Questa modalità di registrare ha influito sulle scelte artistiche?
Molto. Per me e per noi, come band, la parte artistica è legata ad un aspetto fanciullesco del processo creativo. Quando abbiamo a che fare con strumenti con manopole colorate ci divertiamo e allora le cose cambiano e le macchine, in questo caso, ti suggeriscono qualcosa. Non c’è la “punizione” di stare davanti a un computer e possiamo fare cose imprevedibili, che ci divertono. Per alcuni è terapeutico, per me è cercare serenità. Solitamente gli artisti hanno un’idea in testa che poi si concretizza. Noi partiamo con la testa vuota e ci lasciamo guidare dagli strumenti e dagli effetti, tutte cose istantanee, al di fuori della progettualità e prossime alla spontaneità.

Sono dunque un approccio e un risultato sperimentale?
Sì. Ad esempio la tittle track “Gibbone” dura circa 12 minuti perché fatta senza nessun vincolo, a partire da quello radiofonico. È stato un pretesto per provare alcuni strumenti mai usati prima. Nel disco le percussioni non sono acustiche o suonate: Fabio ha sperimentato su “macchinette” con cui ha campionato ed elaborato i suoni.

Come riporterete dal vivo queste scelte artistico/sonore?
Parte dello show sarà realizzato con questi strumenti e con questa “anima”, un’altra con normali strumenti. Non saranno parti separate ma un “mischione” tra le due facce, un flusso continuo.

È un cambio…
È curiosità, voglia di fare qualcosa di diverso rispetto agli standard musicali, creare una relazione differente con il pubblico e togliere un po’ di semplicità in un mondo che semplifica. Offrire una proposta diversa un po’ più profonda, a matrioska. Abbiamo l’idea che si crei curiosità, questo secondo noi è lo scopo della musica, oltretutto in un periodo interessante in cui possiamo sperimentare.

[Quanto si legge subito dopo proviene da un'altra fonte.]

//! Class registration.
//!
//! [`Session::install_class`] creates an interpreter class for a host type
//! `T` whose instances are data objects carrying a `T`. The returned
//! [`ClassBinding`] then registers a constructor and methods:
//!
//! ```ignore
//! let person = session.install_class::<Person>("Person", None)?;
//! person
//!     .definer(&session)
//!     .constructor(|name: String, age: i32| Person { name, age })
//!     .method("greeting", |p: &mut Person| p.greeting());
//! ```
//!
//! Ownership: an instance created by the interpreter (`Person.new`) or moved
//! in with [`Session::wrap`] belongs to the interpreter. Its payload is
//! dropped by [`free_instance`] when the last reference goes away; host code
//! only ever holds [`Obj`] handles, which keep the object alive but never
//! free it on their own.

use std::any::{Any, TypeId, type_name};
use std::marker::PhantomData;
use std::rc::Rc;

use rustc_hash::FxHashMap;

use rbind_vm::{ClassFlags, ClassRef, DataType, ExcKind, InstanceTT, NativeFn, RData, State, Value};

use crate::adapter::{FromArgs, HostFn, HostMethod, HostMethodRef, ToArgs};
use crate::convert::{Obj, ToScript};
use crate::error::RegistrationError;
use crate::session::Session;

/// What the session knows about one bound host type.
#[derive(Debug)]
pub(crate) struct ClassEntry {
    pub name: String,
    pub class: ClassRef,
    pub data_type: Rc<DataType>,
}

/// Per-session map from host type to class binding, kept in the state's
/// user-data slot.
#[derive(Debug, Default)]
pub(crate) struct ClassRegistry {
    entries: FxHashMap<TypeId, Rc<ClassEntry>>,
}

impl ClassRegistry {
    pub fn get<T: 'static>(&self) -> Option<Rc<ClassEntry>> {
        self.entries.get(&TypeId::of::<T>()).cloned()
    }

    pub fn len(&self) -> usize {
        self.entries.len()
    }

    /// Entry for `T` in the registry attached to `state`.
    pub fn lookup<T: 'static>(state: &State) -> Option<Rc<ClassEntry>> {
        state.ud::<ClassRegistry>()?.get::<T>()
    }

    /// Record `entry` in the registry [`SessionBuilder::build`] attached to
    /// `state`.
    ///
    /// [`SessionBuilder::build`]: crate::SessionBuilder::build
    fn register<T: 'static>(state: &mut State, entry: Rc<ClassEntry>) {
        if let Some(registry) = state.ud_mut::<ClassRegistry>() {
            registry.entries.insert(TypeId::of::<T>(), entry);
        }
    }
}

/// Destructor thunk for data objects carrying a `T`.
pub(crate) fn free_instance<T: 'static>(payload: Box<dyn Any>) {
    match payload.downcast::<T>() {
        Ok(instance) => {
            tracing::trace!(host_type = type_name::<T>(), "host instance released");
            drop(instance);
        }
        Err(other) => {
            tracing::warn!(
                host_type = type_name::<T>(),
                "released payload has an unexpected type"
            );
            drop(other);
        }
    }
}

/// The binding between host type `T` and its interpreter class.
pub struct ClassBinding<T> {
    entry: Rc<ClassEntry>,
    _marker: PhantomData<fn() -> T>,
}

impl<T> Clone for ClassBinding<T> {
    fn clone(&self) -> Self {
        Self {
            entry: Rc::clone(&self.entry),
            _marker: PhantomData,
        }
    }
}

impl<T> std::fmt::Debug for ClassBinding<T> {
    fn fmt(&self, f: &mut std::fmt::Formatter<'_>) -> std::fmt::Result {
        f.debug_struct("ClassBinding")
            .field("name", &self.entry.name)
            .field("host_type", &type_name::<T>())
            .finish()
    }
}

impl<T: 'static> ClassBinding<T> {
    /// Define class `name` (under `superclass`, or `Object`) for `T`.
    ///
    /// Fails if `T` is already bound in this session.
    pub fn install(
        session: &Session,
        name: &str,
        superclass: Option<&ClassRef>,
    ) -> Result<Self, RegistrationError> {
        session.with_state(|state| {
            if let Some(existing) = ClassRegistry::lookup::<T>(state) {
                return Err(RegistrationError::AlreadyRegistered {
                    name: existing.name.clone(),
                });
            }
            let class = state.define_class(name, superclass);
            class.insert_flags(ClassFlags::DATA_INSTANCES);
            class.set_instance_tt(InstanceTT::Data);
            let entry = Rc::new(ClassEntry {
                name: name.to_string(),
                class,
                data_type: DataType::new(name, free_instance::<T>),
            });
            ClassRegistry::register::<T>(state, Rc::clone(&entry));
            tracing::debug!(class = name, host_type = type_name::<T>(), "class installed");
            Ok(Self {
                entry,
                _marker: PhantomData,
            })
        })
    }

    /// The binding previously installed for `T`.
    pub fn lookup(session: &Session) -> Result<Self, RegistrationError> {
        session
            .with_state(|state| ClassRegistry::lookup::<T>(state))
            .map(|entry| Self {
                entry,
                _marker: PhantomData,
            })
            .ok_or(RegistrationError::NotRegistered {
                type_name: type_name::<T>(),
            })
    }

    pub fn name(&self) -> &str {
        &self.entry.name
    }

    pub fn class(&self) -> &ClassRef {
        &self.entry.class
    }

    /// The class as a boxed value, e.g. to call `new` on it.
    pub fn class_value(&self) -> Value {
        Value::Class(Rc::clone(&self.entry.class))
    }

    pub fn data_type(&self) -> &Rc<DataType> {
        &self.entry.data_type
    }

    /// Start registering the constructor and methods.
    pub fn definer<'s>(&self, session: &'s Session) -> ClassDefiner<'s, T> {
        ClassDefiner {
            session,
            binding: self.clone(),
        }
    }
}

/// Fluent registration of a bound class's constructor and methods.
pub struct ClassDefiner<'s, T> {
    session: &'s Session,
    binding: ClassBinding<T>,
}

impl<'s, T: 'static> ClassDefiner<'s, T> {
    /// Register `initialize`: the interpreter must pass exactly the
    /// constructor's arity, and the constructed `T` becomes the new object's
    /// payload.
    pub fn constructor<Args, F>(self, ctor: F) -> Self
    where
        Args: FromArgs + 'static,
        F: HostFn<Args, T>,
    {
        let data_type = Rc::clone(self.binding.data_type());
        let func: NativeFn = Rc::new(move |state: &mut State, recv: Value| {
            let Some(args) = Args::extract(state) else {
                return Value::Nil;
            };
            let instance = ctor.call_fn(args);
            if !state.data_init(&recv, Rc::clone(&data_type), Box::new(instance)) {
                return Value::Nil;
            }
            recv
        });
        self.define("initialize", func, Args::aspec());
        self
    }

    /// Register method `name` backed by `f(&mut T, args...)`.
    ///
    /// The receiver is resolved through the interpreter's data tag check,
    /// which raises `TypeError` for a foreign object. It stays exclusively
    /// borrowed during the call, so passing the receiver as one of its own
    /// arguments raises `RuntimeError`; see [`method_ref`](Self::method_ref).
    ///
    /// The receiver parameter must be the bound type:
    ///
    /// ```compile_fail
    /// use rbind::Session;
    ///
    /// struct Person {
    ///     age: i32,
    /// }
    ///
    /// struct Pet {
    ///     age: i32,
    /// }
    ///
    /// let session = Session::new();
    /// let Ok(binding) = session.install_class::<Person>("Person", None) else {
    ///     return;
    /// };
    /// binding.definer(&session).method("age", |p: &mut Pet| p.age);
    /// ```
    pub fn method<Args, R, F>(self, name: &str, f: F) -> Self
    where
        Args: FromArgs + 'static,
        R: ToScript + 'static,
        F: HostMethod<T, Args, R>,
    {
        let data_type = Rc::clone(self.binding.data_type());
        let func: NativeFn = Rc::new(move |state: &mut State, recv: Value| {
            let Some((data, args)) = receiver_and_args::<Args>(state, &recv, &data_type) else {
                return Value::Nil;
            };
            let aliased = state
                .args()
                .iter()
                .any(|arg| matches!(arg, Value::Data(other) if Rc::ptr_eq(other, &data)));
            let receiver = if aliased { None } else { data.payload_mut::<T>() };
            let result = match receiver {
                Some(mut receiver) => f.call_method(&mut *receiver, args),
                None => return in_use(state, &data_type),
            };
            result.to_value(state)
        });
        self.define(name, func, Args::aspec());
        self
    }

    /// Register method `name` backed by `f(&T, args...)`.
    ///
    /// The receiver is only borrowed shared, so the same object may also be
    /// passed as an [`Obj`] argument and read through it.
    pub fn method_ref<Args, R, F>(self, name: &str, f: F) -> Self
    where
        Args: FromArgs + 'static,
        R: ToScript + 'static,
        F: HostMethodRef<T, Args, R>,
    {
        let data_type = Rc::clone(self.binding.data_type());
        let func: NativeFn = Rc::new(move |state: &mut State, recv: Value| {
            let Some((data, args)) = receiver_and_args::<Args>(state, &recv, &data_type) else {
                return Value::Nil;
            };
            let result = match data.payload::<T>() {
                Some(receiver) => f.call_method_ref(&receiver, args),
                None => return in_use(state, &data_type),
            };
            result.to_value(state)
        });
        self.define(name, func, Args::aspec());
        self
    }

    /// Finish and hand back the binding.
    pub fn finish(self) -> ClassBinding<T> {
        self.binding
    }

    fn define(&self, name: &str, func: NativeFn, aspec: rbind_vm::Aspec) {
        let class = self.binding.class();
        self.session.with_state(|state| state.define_method(class, name, func, aspec));
        tracing::debug!(class = self.binding.name(), method = name, "host method defined");
    }
}

/// Tag-checked receiver payload plus the extracted arguments of a host
/// method call.
fn receiver_and_args<Args: FromArgs>(
    state: &mut State,
    recv: &Value,
    data_type: &Rc<DataType>,
) -> Option<(Rc<RData>, Args)> {
    let data = state.data_check_get(recv, data_type)?;
    let args = Args::extract(state)?;
    if !data.is_initialized() {
        state.raise(
            ExcKind::Argument,
            format!("uninitialized {}", data_type.struct_name),
        );
        return None;
    }
    Some((data, args))
}

fn in_use(state: &mut State, data_type: &DataType) -> Value {
    state.raise(
        ExcKind::Runtime,
        format!("{} instance is already in use", data_type.struct_name),
    );
    Value::Nil
}

impl Session {
    /// Instantiate a bound class through the interpreter (`Name.new(args...)`).
    ///
    /// `args` go to the registered constructor, which builds the payload. Use
    /// [`new_instance_with`](Self::new_instance_with) to adjust the object on
    /// the host side instead.
    pub fn new_instance<T: 'static, A: ToArgs>(
        &self,
        binding: &ClassBinding<T>,
        args: A,
    ) -> Option<Obj<T>> {
        let obj = self.invoke::<Value, _>(Some(&binding.class_value()), "new", args)?;
        self.with_state(|state| state.data_get(&obj, binding.data_type()))
            .map(Obj::from_data)
    }

    /// Run `Name.new` with no arguments, then hand the fresh payload to
    /// `initialize`.
    ///
    /// Returns `None` if construction raised or left the object without a
    /// payload.
    pub fn new_instance_with<T: 'static>(
        &self,
        binding: &ClassBinding<T>,
        initialize: impl FnOnce(&mut T),
    ) -> Option<Obj<T>> {
        let obj = self.new_instance(binding, ())?;
        initialize(&mut *obj.get_mut()?);
        Some(obj)
    }

    /// Move a host value into a new interpreter-owned object of its bound
    /// class.
    pub fn wrap<T: 'static>(&self, value: T) -> Result<Obj<T>, RegistrationError> {
        let binding = ClassBinding::<T>::lookup(self)?;
        let obj = self.with_state(|state| {
            state.data_object_alloc(
                binding.class(),
                Some(Rc::clone(binding.data_type())),
                Some(Box::new(value)),
            )
        });
        match obj {
            Value::Data(data) => Ok(Obj::from_data(data)),
            _ => Err(RegistrationError::NotRegistered {
                type_name: type_name::<T>(),
            }),
        }
    }
}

Il pubblico è pronto per questo?
Non lo so. Il pubblico assiste ad un mondo che cambia. Sono cambiate le regole, la fruizione, ci sono nuovi canoni di bellezza. Stiamo tutti, artisti e pubblico, vivendo il presente con curiosità e creando basi diverse. Trovo tutto ciò interessante. Mi piace anche l’idea che si possano rimescolare le carte e scardinare rapporti vampireschi tipici di una certa consuetudine e filiera artistica.

Cosa si aspettano gli I HATE MY VILLAGE da questo tour?
Che sia il miglior concerto in Italia (ride ndi). Mi aspetto di portare la nostra musica su un piano diverso, superiore, di creare condizioni per un’ascolto attivo da parte nostra e del pubblico. Mi aspetto di liberarci da costrizioni, aspettative e paura delle delusioni. Questo è forse l’unico modo per fare qualcosa di notevole.

Siete una band live o da studio?
Siamo entrambe le cose nel modo più scoordinato che puoi percepire. Sul palco siamo a casa, ma anche a casa non accettiamo di fermarci, di vederci come siamo e quindi si cerca di studiare, ascoltare, creare nuove strade e nuovi sentieri, anche solo per noi stessi. Se poi qualcuno ci dice che li abbiamo portati altrove con la musica, noi siamo molto soddisfatti. Lo confesso, mi piace essere un riferimento per i ragazzini, è successo anche a me.

I Hate My Village
I Hate My Village

Quando un concerto è riuscito?
Quando suoni a occhi chiusi con la sensazione che sia la cosa migliore. Lo percepisci nettamente per l’energia e l’eccitazione, ma richiede anche grande concentrazione. Tutto è fatto per dare il massimo in quell’ora. Insieme alla concentrazione, c’è perdita, smarrimento con la volontà lucida di ottenere e disegnare la nostra visione. È un continuo contrasto e disequilibrio e alla fine ti accorgi che è andata bene quando l’hai vissuta come un grande respiro.

Ciò richiede un notevole sforzo emotivo!
Sì, però alla fine dello show si è emotivamente appagati. Io vivo la tensione del concerto prima che inizi, poi sono quasi sempre soddisfatto. Ma in fondo una band è come un formicaio: tante formiche che compongono un unico elemento e lavorano insieme.

Lo stare seduti aiuterà la fruizione di questo concerto?
Non te lo so dire. Ho assistito a tanti concerti da seduto anche prima e me li sono goduti.

Com’è stato costruito il tour?
Ci sono tante date attaccate, per me è come una grande vacanza, il modo migliore per viversi la musica. Non credo soffriremo troppo: è tanta la voglia di suonare.

Puoi fare un bilancio della tua attività?
Una grande figata. Ho sempre fatto per fortuna ciò che volevo con la musica, che mi ha dato la libertà che ho cercato. Prima ero musicista per altri, poi per me stesso. Ora faccio i miei progetti e se mi piacciono anche quelli altrui. Lavoro, mi diverto, imparo e sperimento. È un momento strabello della mia vita, mi sento realizzato e a 42 anni me la vivo come se ne avessi 23/24. Andando avanti con la tecnologia le cose cambiano e si creano nuove opportunità ed energia. Certo non tutta la musica di questo periodo mi piace, ma così posso cercare alternative e mi stimola a creare ciò che non ho mai ascoltato, cose che non passano in radio.